> **WORK INSTRUCTION**
Please give the count of lines below with the string "routing" in them, and no other words.

> **Collected data**
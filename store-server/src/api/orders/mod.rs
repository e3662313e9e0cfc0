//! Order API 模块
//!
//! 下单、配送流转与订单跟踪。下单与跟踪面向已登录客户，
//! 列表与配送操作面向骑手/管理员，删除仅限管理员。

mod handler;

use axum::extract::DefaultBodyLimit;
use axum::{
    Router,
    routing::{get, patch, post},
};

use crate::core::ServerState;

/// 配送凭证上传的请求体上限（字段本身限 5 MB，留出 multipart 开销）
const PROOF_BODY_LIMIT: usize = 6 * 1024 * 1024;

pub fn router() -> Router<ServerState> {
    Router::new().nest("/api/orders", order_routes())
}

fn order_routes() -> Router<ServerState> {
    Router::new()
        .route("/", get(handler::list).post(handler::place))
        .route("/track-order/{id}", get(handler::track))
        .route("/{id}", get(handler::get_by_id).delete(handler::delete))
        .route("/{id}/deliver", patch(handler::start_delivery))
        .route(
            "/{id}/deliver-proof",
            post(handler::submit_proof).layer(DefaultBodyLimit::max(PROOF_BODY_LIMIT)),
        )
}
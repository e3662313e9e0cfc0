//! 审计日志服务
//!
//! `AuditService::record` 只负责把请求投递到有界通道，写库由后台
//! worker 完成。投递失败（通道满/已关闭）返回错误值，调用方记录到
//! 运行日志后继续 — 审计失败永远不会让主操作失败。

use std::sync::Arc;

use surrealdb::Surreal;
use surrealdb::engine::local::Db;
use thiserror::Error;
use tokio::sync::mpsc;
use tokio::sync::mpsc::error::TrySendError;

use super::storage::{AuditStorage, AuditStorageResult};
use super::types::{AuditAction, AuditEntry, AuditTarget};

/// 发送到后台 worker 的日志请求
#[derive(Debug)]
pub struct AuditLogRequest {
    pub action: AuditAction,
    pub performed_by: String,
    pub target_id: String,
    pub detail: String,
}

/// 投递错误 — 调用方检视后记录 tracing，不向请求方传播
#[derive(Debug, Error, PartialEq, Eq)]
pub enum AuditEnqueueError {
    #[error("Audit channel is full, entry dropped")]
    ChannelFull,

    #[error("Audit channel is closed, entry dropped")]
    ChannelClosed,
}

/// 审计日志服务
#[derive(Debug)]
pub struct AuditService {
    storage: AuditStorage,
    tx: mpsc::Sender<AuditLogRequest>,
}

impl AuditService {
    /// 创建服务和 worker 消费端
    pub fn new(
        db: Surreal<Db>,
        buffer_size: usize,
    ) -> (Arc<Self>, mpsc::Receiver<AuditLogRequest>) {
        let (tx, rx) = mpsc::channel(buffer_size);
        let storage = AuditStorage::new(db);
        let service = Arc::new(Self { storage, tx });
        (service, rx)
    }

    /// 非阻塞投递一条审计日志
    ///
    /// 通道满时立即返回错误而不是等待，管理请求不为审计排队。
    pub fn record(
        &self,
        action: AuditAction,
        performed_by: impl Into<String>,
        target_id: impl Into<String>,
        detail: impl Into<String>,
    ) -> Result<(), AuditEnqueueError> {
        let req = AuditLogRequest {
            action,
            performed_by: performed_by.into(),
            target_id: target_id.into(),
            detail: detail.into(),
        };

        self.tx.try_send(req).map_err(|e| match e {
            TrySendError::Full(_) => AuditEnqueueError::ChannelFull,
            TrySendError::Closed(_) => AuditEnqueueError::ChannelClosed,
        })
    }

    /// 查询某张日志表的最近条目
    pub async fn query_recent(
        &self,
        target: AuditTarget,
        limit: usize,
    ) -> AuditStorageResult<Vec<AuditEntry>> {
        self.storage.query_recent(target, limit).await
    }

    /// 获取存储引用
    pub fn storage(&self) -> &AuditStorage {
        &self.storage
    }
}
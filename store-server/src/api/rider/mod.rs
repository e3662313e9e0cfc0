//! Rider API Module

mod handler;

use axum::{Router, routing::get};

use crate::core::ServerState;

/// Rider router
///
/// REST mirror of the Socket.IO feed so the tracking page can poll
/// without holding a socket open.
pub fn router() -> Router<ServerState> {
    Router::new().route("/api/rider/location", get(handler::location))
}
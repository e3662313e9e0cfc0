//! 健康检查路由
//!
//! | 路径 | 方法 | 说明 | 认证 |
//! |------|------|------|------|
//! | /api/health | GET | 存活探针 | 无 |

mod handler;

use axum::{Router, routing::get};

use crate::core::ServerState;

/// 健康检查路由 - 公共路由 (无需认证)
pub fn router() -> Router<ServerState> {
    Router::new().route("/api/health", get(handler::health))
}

---

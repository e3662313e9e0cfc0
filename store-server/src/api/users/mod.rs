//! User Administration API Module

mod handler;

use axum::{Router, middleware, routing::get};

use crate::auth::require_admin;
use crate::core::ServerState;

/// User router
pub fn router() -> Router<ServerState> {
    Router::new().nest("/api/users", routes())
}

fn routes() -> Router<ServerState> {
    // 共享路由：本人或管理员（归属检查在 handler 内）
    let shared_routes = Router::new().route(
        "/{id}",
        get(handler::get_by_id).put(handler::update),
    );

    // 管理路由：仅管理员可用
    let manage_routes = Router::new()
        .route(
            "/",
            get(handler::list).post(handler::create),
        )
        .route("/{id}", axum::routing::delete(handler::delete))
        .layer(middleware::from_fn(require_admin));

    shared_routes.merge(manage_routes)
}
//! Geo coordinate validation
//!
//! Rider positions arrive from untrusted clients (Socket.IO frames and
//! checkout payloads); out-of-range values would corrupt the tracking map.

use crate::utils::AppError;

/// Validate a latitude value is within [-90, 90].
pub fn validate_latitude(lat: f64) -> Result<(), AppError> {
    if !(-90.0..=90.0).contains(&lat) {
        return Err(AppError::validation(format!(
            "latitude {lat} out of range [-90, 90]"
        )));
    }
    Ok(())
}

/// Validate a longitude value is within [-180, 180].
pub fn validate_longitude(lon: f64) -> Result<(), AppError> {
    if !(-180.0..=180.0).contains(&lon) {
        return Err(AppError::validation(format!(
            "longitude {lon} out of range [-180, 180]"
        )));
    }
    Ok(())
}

> **REPLY**
5